“I don’t know.” Madding cupped my face in his hands, thumbs grazing my underlids to brush away the tears. I allowed this at first, but abruptly his touch was too intimate, triggering memories more painful than the light had been. I pulled away, probably more quickly than I should have. He sighed a little but let me go.

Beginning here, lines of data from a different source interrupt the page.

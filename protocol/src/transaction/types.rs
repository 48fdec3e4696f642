//! Core type definitions for QCC transactions.
//!
//! A [`Transaction`] is the unsigned request a wallet hands to the signer.
//! It is turned into an ordered JSON map by [`Transaction::to_payload`];
//! the order of that map is part of what gets signed.

use serde::{Deserialize, Serialize};
use serde_json::{Map, Value};
use std::fmt;
use std::str::FromStr;

// ---------------------------------------------------------------------------
// TransactionType
// ---------------------------------------------------------------------------

/// The operation a transaction represents.
#[derive(Debug, Clone, Copy, PartialEq, Eq, Hash, Serialize, Deserialize)]
pub enum TransactionType {
    /// Native coin transfer.
    Send,
    /// Token transfer. Carries a `token_address`.
    Transfer,
}

impl TransactionType {
    /// The wire spelling of the type.
    pub fn as_str(self) -> &'static str {
        match self {
            Self::Send => "Send",
            Self::Transfer => "Transfer",
        }
    }
}

impl fmt::Display for TransactionType {
    fn fmt(&self, f: &mut fmt::Formatter<'_>) -> fmt::Result {
        f.write_str(self.as_str())
    }
}

impl FromStr for TransactionType {
    type Err = UnknownTransactionType;

    fn from_str(s: &str) -> Result<Self, Self::Err> {
        match s {
            "Send" => Ok(Self::Send),
            "Transfer" => Ok(Self::Transfer),
            other => Err(UnknownTransactionType(other.to_string())),
        }
    }
}

/// Returned when parsing a type name other than `Send` or `Transfer`.
#[derive(Debug, Clone, PartialEq, Eq, thiserror::Error)]
#[error("unknown transaction type: {0}")]
pub struct UnknownTransactionType(pub String);

// ---------------------------------------------------------------------------
// Transaction
// ---------------------------------------------------------------------------

/// An unsigned transaction request.
///
/// `from` is absent on purpose: the signer derives it from the private key
/// and writes it into the payload. A caller cannot claim to be someone else.
#[derive(Debug, Clone, PartialEq, Eq, Serialize, Deserialize)]
pub struct Transaction {
    #[serde(rename = "type")]
    pub tx_type: TransactionType,

    /// Recipient address.
    pub to: String,

    /// Amount in base units (10^18 per token), as a plain integer string.
    pub amount: String,

    /// Token contract address. Present only on [`TransactionType::Transfer`].
    #[serde(skip_serializing_if = "Option::is_none", default)]
    pub token_address: Option<String>,

    /// Microseconds since the epoch. `None` lets the signer pick one.
    #[serde(skip_serializing_if = "Option::is_none", default)]
    pub timestamp: Option<u64>,
}

impl Transaction {
    /// A `Send` of `amount` base units.
    pub fn send(to: impl Into<String>, amount: impl Into<String>, timestamp: Option<u64>) -> Self {
        Self {
            tx_type: TransactionType::Send,
            to: to.into(),
            amount: amount.into(),
            token_address: None,
            timestamp,
        }
    }

    /// A token `Transfer` of `amount` base units.
    pub fn transfer(
        to: impl Into<String>,
        amount: impl Into<String>,
        token_address: impl Into<String>,
        timestamp: Option<u64>,
    ) -> Self {
        Self {
            tx_type: TransactionType::Transfer,
            to: to.into(),
            amount: amount.into(),
            token_address: Some(token_address.into()),
            timestamp,
        }
    }

    /// The payload map, keys in wire order:
    /// `type, to, amount, [token_address], timestamp`.
    ///
    /// An unset timestamp is written as `null` so the key keeps its
    /// position; the signer replaces it in place.
    pub fn to_payload(&self) -> Map<String, Value> {
        let mut map = Map::new();
        map.insert("type".into(), Value::from(self.tx_type.as_str()));
        map.insert("to".into(), Value::from(self.to.as_str()));
        map.insert("amount".into(), Value::from(self.amount.as_str()));
        if let Some(token) = &self.token_address {
            map.insert("token_address".into(), Value::from(token.as_str()));
        }
        map.insert(
            "timestamp".into(),
            self.timestamp.map(Value::from).unwrap_or(Value::Null),
        );
        map
    }
}

// ---------------------------------------------------------------------------
// Tests
// ---------------------------------------------------------------------------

There was a faint stir on either side of me, and I heard a light patter, as of feet touching the ground. Madding’s tone shifted to something more authoritative, as it always did when he spoke to his underlings. “Tell me that wasn’t who I thought it was.”

“It was,” said one voice, which I thought of as pale and androgynous even though I had seen its owner once, and she was the exact opposite, brown and voluptuous. She was also one of the godlings who didn’t like it when I saw her, so I had never glimpsed her since.

“Demons and darkness,” Mad said, sounding annoyed. “I thought the Arameri were keeping him.”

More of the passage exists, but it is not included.